THE INPUT
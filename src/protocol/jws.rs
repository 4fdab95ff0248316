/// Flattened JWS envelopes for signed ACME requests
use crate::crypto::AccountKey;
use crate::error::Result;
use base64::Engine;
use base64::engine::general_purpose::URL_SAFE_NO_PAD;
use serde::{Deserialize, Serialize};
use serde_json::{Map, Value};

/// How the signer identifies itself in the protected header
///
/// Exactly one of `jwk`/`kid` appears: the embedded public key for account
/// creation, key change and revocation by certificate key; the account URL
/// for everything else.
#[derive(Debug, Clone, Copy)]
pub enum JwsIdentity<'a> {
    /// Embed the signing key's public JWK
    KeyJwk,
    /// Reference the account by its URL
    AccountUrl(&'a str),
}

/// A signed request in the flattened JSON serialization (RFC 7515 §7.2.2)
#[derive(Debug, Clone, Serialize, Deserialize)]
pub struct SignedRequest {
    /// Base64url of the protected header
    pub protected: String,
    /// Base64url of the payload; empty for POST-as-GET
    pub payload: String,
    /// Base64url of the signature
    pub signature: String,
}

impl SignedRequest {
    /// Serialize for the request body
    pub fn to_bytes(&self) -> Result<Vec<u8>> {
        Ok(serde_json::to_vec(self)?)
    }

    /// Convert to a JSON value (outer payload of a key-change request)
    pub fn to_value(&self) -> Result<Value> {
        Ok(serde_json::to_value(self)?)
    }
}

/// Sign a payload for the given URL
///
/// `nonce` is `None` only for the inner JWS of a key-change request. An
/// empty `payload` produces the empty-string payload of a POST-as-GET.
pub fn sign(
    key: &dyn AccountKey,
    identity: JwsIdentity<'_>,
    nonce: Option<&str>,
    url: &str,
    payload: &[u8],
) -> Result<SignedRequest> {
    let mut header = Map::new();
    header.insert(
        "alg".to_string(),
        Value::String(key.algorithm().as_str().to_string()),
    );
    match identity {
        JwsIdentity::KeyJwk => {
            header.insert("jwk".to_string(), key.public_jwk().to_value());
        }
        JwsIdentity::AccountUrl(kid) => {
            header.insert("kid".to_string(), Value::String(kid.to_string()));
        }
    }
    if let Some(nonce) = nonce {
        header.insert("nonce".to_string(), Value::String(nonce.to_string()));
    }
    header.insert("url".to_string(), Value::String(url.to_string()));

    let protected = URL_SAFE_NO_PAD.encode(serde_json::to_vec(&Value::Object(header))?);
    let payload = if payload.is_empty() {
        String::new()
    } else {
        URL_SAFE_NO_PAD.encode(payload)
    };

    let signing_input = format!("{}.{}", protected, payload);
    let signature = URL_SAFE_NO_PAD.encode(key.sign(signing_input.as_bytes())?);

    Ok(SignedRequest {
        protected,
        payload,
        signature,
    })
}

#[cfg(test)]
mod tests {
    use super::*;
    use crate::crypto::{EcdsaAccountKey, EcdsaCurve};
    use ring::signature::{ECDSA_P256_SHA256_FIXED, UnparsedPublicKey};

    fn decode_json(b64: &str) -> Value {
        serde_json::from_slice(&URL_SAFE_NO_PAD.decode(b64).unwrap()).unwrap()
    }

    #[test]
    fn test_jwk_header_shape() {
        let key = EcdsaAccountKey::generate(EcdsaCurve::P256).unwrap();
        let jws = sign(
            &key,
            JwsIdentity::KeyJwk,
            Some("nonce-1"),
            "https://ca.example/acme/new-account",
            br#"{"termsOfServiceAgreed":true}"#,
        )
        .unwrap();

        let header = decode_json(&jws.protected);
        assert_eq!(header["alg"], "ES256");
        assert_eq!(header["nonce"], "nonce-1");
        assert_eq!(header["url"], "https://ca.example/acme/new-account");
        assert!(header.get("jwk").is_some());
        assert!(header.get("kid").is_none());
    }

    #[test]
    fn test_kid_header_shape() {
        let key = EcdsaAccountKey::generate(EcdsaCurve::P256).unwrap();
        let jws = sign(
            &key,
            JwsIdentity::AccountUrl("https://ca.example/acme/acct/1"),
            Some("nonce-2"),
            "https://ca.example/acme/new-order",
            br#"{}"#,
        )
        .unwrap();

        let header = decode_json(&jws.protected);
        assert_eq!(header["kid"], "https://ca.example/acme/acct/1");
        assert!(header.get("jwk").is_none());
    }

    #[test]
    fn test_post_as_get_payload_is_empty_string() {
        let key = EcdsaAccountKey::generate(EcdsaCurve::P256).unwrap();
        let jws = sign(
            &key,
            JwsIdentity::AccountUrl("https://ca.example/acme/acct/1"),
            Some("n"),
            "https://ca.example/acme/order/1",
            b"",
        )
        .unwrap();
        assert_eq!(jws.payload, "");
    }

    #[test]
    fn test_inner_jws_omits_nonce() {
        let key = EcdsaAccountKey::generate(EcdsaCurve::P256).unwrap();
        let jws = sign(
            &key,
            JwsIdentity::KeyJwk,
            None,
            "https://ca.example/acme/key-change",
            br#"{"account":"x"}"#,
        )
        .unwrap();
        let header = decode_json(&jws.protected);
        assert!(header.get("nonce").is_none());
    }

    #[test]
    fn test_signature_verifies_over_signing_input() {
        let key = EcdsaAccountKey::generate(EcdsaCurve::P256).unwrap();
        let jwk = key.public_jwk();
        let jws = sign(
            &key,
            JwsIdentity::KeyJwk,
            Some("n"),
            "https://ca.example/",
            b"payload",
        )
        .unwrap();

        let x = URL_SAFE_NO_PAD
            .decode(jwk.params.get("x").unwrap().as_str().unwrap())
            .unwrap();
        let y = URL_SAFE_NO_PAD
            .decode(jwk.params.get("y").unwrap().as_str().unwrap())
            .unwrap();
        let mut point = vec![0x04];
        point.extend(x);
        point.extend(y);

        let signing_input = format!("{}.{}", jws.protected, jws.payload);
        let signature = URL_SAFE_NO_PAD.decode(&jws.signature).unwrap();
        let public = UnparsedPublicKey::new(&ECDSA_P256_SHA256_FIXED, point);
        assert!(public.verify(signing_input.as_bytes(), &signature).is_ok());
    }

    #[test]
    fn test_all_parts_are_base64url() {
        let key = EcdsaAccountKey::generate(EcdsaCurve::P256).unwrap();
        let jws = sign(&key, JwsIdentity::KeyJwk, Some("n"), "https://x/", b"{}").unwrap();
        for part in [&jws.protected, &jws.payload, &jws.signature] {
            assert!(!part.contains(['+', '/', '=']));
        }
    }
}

ABOUT THIS EXERCISE
Look through the entries above, and wherever a line holds the word "protected", copy it.

FINISHED EXERCISE
/// How the signer identifies itself in the protected header
    /// Base64url of the protected header
    pub protected: String,
    let protected = URL_SAFE_NO_PAD.encode(serde_json::to_vec(&Value::Object(header))?);
    let signing_input = format!("{}.{}", protected, payload);
        protected,
        let header = decode_json(&jws.protected);
        let header = decode_json(&jws.protected);
        let header = decode_json(&jws.protected);
        let signing_input = format!("{}.{}", jws.protected, jws.payload);
        for part in [&jws.protected, &jws.payload, &jws.signature] {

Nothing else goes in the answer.